January 22, 2008 at 11:23 pm (breakfast, My brain, Root vegetables, Starches, unrated, Vegetable dishes)

I love my mom’s recipe for hash brown “omelets”, so when I was staring at the 3 sad parsnips languishing in my vegetable drawer I decided to try making a parsnip hash brown. I added 2 tsp. of olive oil to my cast iron skillet, let it warm up, then dropped in the grated parsnips and distributed them evenly around the pan. When the parsnips were starting to brown I tried to flip the pancake, but it didn’t hold together at all. Maybe parsnips don’t have enough starch, and I should have added a bit of arrowroot or besan? In any case, the parsnips browned nicely and tasted surprisingly similar to potato hashbrowns, except with a parsnip-flavor undertone. I sprinkled on a little nutmeg, which went nicely with the parsnip flavors. I also tried it with ketchup, which wasn’t bad, but it didn’t go as well as with potatoes. I feel like there is some spice that would perfectly accent the parsnip flavor, but I can’t place it. Any suggestions?

A second try:  this time I added 1.5 Tbs. of chickpea flour to 5 ounces of grated parsnips (grated in the food processor this time so the pieces were thicker).  The pancake almost held together, so I think it’s possible with a bit more work on the timing and heat.  I sprinkled my pancake with salt and 1/4 tsp. thyme this time, and it tasted quite delicious–the chickpea flour made the parsnips taste more savory, almost “meaty”, and more satisfying.  I can’t quite describe the flavor but it was definitely transformed.  That chickpea flour is clearly something I need to keep playing around with, as its power to change flavor profiles is impressive.

My friend Katrina made sweet potato hash for me once, and it was similar to the parsnip hash except was more moist (she used frozen grated sweet potatoes). I bet this technique would be a nice way of preparing many root vegetables. Rutabaga hash anyone? Celeriac hash?
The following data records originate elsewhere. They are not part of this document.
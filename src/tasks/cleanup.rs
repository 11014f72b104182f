//! Expiry Cleanup Task
//!
//! Background task that periodically removes stale cache entries.

use std::time::Duration;

use tokio::task::JoinHandle;
use tracing::{debug, info};

use crate::service::ImageCache;

/// Spawns a background task that periodically removes expired entries.
///
/// The task runs in an infinite loop, sleeping for the specified interval
/// between sweeps. Stale entries are otherwise only removed when the
/// application calls `cleanup_expired_entries` itself.
///
/// # Arguments
/// * `cache` - A clone of the shared image cache
/// * `cleanup_interval_secs` - Interval in seconds between sweeps
///
/// # Returns
/// A JoinHandle for the spawned task, which can be used to abort the task
/// during shutdown.
///
/// # Example
/// ```ignore
/// let cache = ImageCache::from_env()?;
/// let cleanup_handle = spawn_cleanup_task(cache.clone(), 300);
/// // Later, during shutdown:
/// cleanup_handle.abort();
/// ```
pub fn spawn_cleanup_task(cache: ImageCache, cleanup_interval_secs: u64) -> JoinHandle<()> {
    let interval = Duration::from_secs(cleanup_interval_secs);

    tokio::spawn(async move {
        info!(
            "Starting cache cleanup task with interval of {} seconds",
            cleanup_interval_secs
        );

        loop {
            tokio::time::sleep(interval).await;

            let removed = cache.cleanup_expired_entries().await;

            if removed > 0 {
                info!("Cache cleanup: removed {} expired entries", removed);
            } else {
                debug!("Cache cleanup: no expired entries found");
            }
        }
    })
}
use std::collections::HashMap;

use serde::Serialize;
use serde_json::Value as Json;

#[derive(Debug, Clone, Copy, PartialEq, Eq, Serialize)]
#[serde(rename_all = "lowercase")]
pub enum InputType {
    Sms,
    Voice,
    Irc,
    Discord,
    Email,
    Sdcard,
}

impl InputType {
    pub fn parse(s: &str) -> Option<InputType> {
        Some(match s.to_lowercase().as_str() {
            "sms" => InputType::Sms,
            "voice" => InputType::Voice,
            "irc" => InputType::Irc,
            "discord" => InputType::Discord,
            "email" => InputType::Email,
            "sdcard" => InputType::Sdcard,
            _ => return None,
        })
    }
}

impl std::fmt::Display for InputType {
    fn fmt(&self, f: &mut std::fmt::Formatter<'_>) -> std::fmt::Result {
        let s = match self {
            InputType::Sms => "sms",
            InputType::Voice => "voice",
            InputType::Irc => "irc",
            InputType::Discord => "discord",
            InputType::Email => "email",
            InputType::Sdcard => "sdcard",
        };
        write!(f, "{s}")
    }
}

/// Canonical normalized message, independent of the transport it arrived on
/// (§3). `id` is unique within the process lifetime (§8 invariant).
#[derive(Debug, Clone, Serialize)]
pub struct InputEvent {
    pub id: String,
    #[serde(rename = "type")]
    pub kind: InputType,
    pub source: String,
    pub content: String,
    pub metadata: HashMap<String, Json>,
    pub timestamp: chrono::DateTime<chrono::Utc>,
    pub priority: u32,
}

impl InputEvent {
    pub fn new(kind: InputType, source: impl Into<String>, content: impl Into<String>) -> Self {
        Self {
            id: crate::ids::event_id(),
            kind,
            source: source.into(),
            content: content.into(),
            metadata: HashMap::new(),
            timestamp: chrono::Utc::now(),
            priority: 0,
        }
    }

    pub fn with_metadata(mut self, key: impl Into<String>, value: Json) -> Self {
        self.metadata.insert(key.into(), value);
        self
    }

    pub fn with_priority(mut self, priority: u32) -> Self {
        self.priority = priority;
        self
    }
}

/// Outbound reply generated by the bidirectional IO-bus processor for an
/// inbound `InputEvent` (§4.3): one command per channel that can actually
/// receive a reply (sms, voice, irc, discord — email and sdcard cannot).
#[derive(Debug, Clone, Serialize)]
pub struct OutputCommand {
    pub id: String,
    pub channel: InputType,
    pub target: String,
    pub content: String,
}

impl OutputCommand {
    pub fn new(channel: InputType, target: impl Into<String>, content: impl Into<String>) -> Self {
        Self { id: crate::ids::event_id(), channel, target: target.into(), content: content.into() }
    }
}

/// A single piece of evidence backing a `ThreatAnalysisResult` (§4.3).
#[derive(Debug, Clone, Serialize)]
pub struct ThreatIndicator {
    pub category: String,
    pub confidence: f64,
}

/// Deterministic, keyword-driven threat read on an `InputEvent`'s content,
/// distinct from the AI-community consensus the other five channels submit
/// for (§4.3's Fr0gIO paragraph runs no community review at all).
#[derive(Debug, Clone, Serialize)]
pub struct ThreatAnalysisResult {
    pub threat_level: crate::model::ThreatLevel,
    pub score: f64,
    pub tags: Vec<String>,
    pub indicators: Vec<ThreatIndicator>,
    pub mitigation: Vec<String>,
}
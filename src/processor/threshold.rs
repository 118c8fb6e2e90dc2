//! Per-channel severity threshold tables (§4.3 step 6, §4.4). A consensus
//! score maps to a discrete `ThreatLevel`; trusted identifiers use a
//! stricter table so the same score takes more convincing before it
//! escalates.

use crate::model::ThreatLevel;

#[derive(Debug, Clone, Copy)]
pub struct ThresholdTable {
    pub critical: f64,
    pub high: f64,
    pub medium: f64,
    pub low: f64,
}

impl ThresholdTable {
    pub const DEFAULT: ThresholdTable = ThresholdTable { critical: 0.9, high: 0.8, medium: 0.6, low: 0.4 };
    pub const TRUSTED: ThresholdTable = ThresholdTable { critical: 0.95, high: 0.85, medium: 0.7, low: 0.5 };

    pub fn derive(&self, score: f64) -> ThreatLevel {
        if score >= self.critical {
            ThreatLevel::Critical
        } else if score >= self.high {
            ThreatLevel::High
        } else if score >= self.medium {
            ThreatLevel::Medium
        } else if score >= self.low {
            ThreatLevel::Low
        } else {
            ThreatLevel::Minimal
        }
    }
}

#[cfg(test)]
mod tests {
    use super::*;

    #[test]
    fn default_table_escalates_at_documented_breakpoints() {
        assert_eq!(ThresholdTable::DEFAULT.derive(0.95), ThreatLevel::Critical);
        assert_eq!(ThresholdTable::DEFAULT.derive(0.85), ThreatLevel::High);
        assert_eq!(ThresholdTable::DEFAULT.derive(0.65), ThreatLevel::Medium);
        assert_eq!(ThresholdTable::DEFAULT.derive(0.45), ThreatLevel::Low);
        assert_eq!(ThresholdTable::DEFAULT.derive(0.1), ThreatLevel::Minimal);
    }

    #[test]
    fn trusted_table_requires_a_higher_score_to_escalate() {
        assert_eq!(ThresholdTable::DEFAULT.derive(0.82), ThreatLevel::High);
        assert_eq!(ThresholdTable::TRUSTED.derive(0.82), ThreatLevel::Medium);
    }
}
Anyone tried them?

I was curious how the nutritional content of a parsnip compares to that of a potato with the skin (its closest culinary relative in my opinion), and to a carrot (its closest edible botanical relative).  For the same number of calories (75), they’re surprisingly similar.   All three have about 90% of their calories from carbs, although parsnips and carrots have over twice as much fiber as potatoes (5g vs 5.6g vs 2.2g) and parsnips have slightly less protein than the other two.  None have a ton of calcium (less than 6% in all cases), but all three have a decent amount of vitamin C, and some iron.  The biggest difference is that carrots have vitamin A whereas the other two do not.  I didn’t check all the vitamin and mineral content, just these four, so there might be other differences.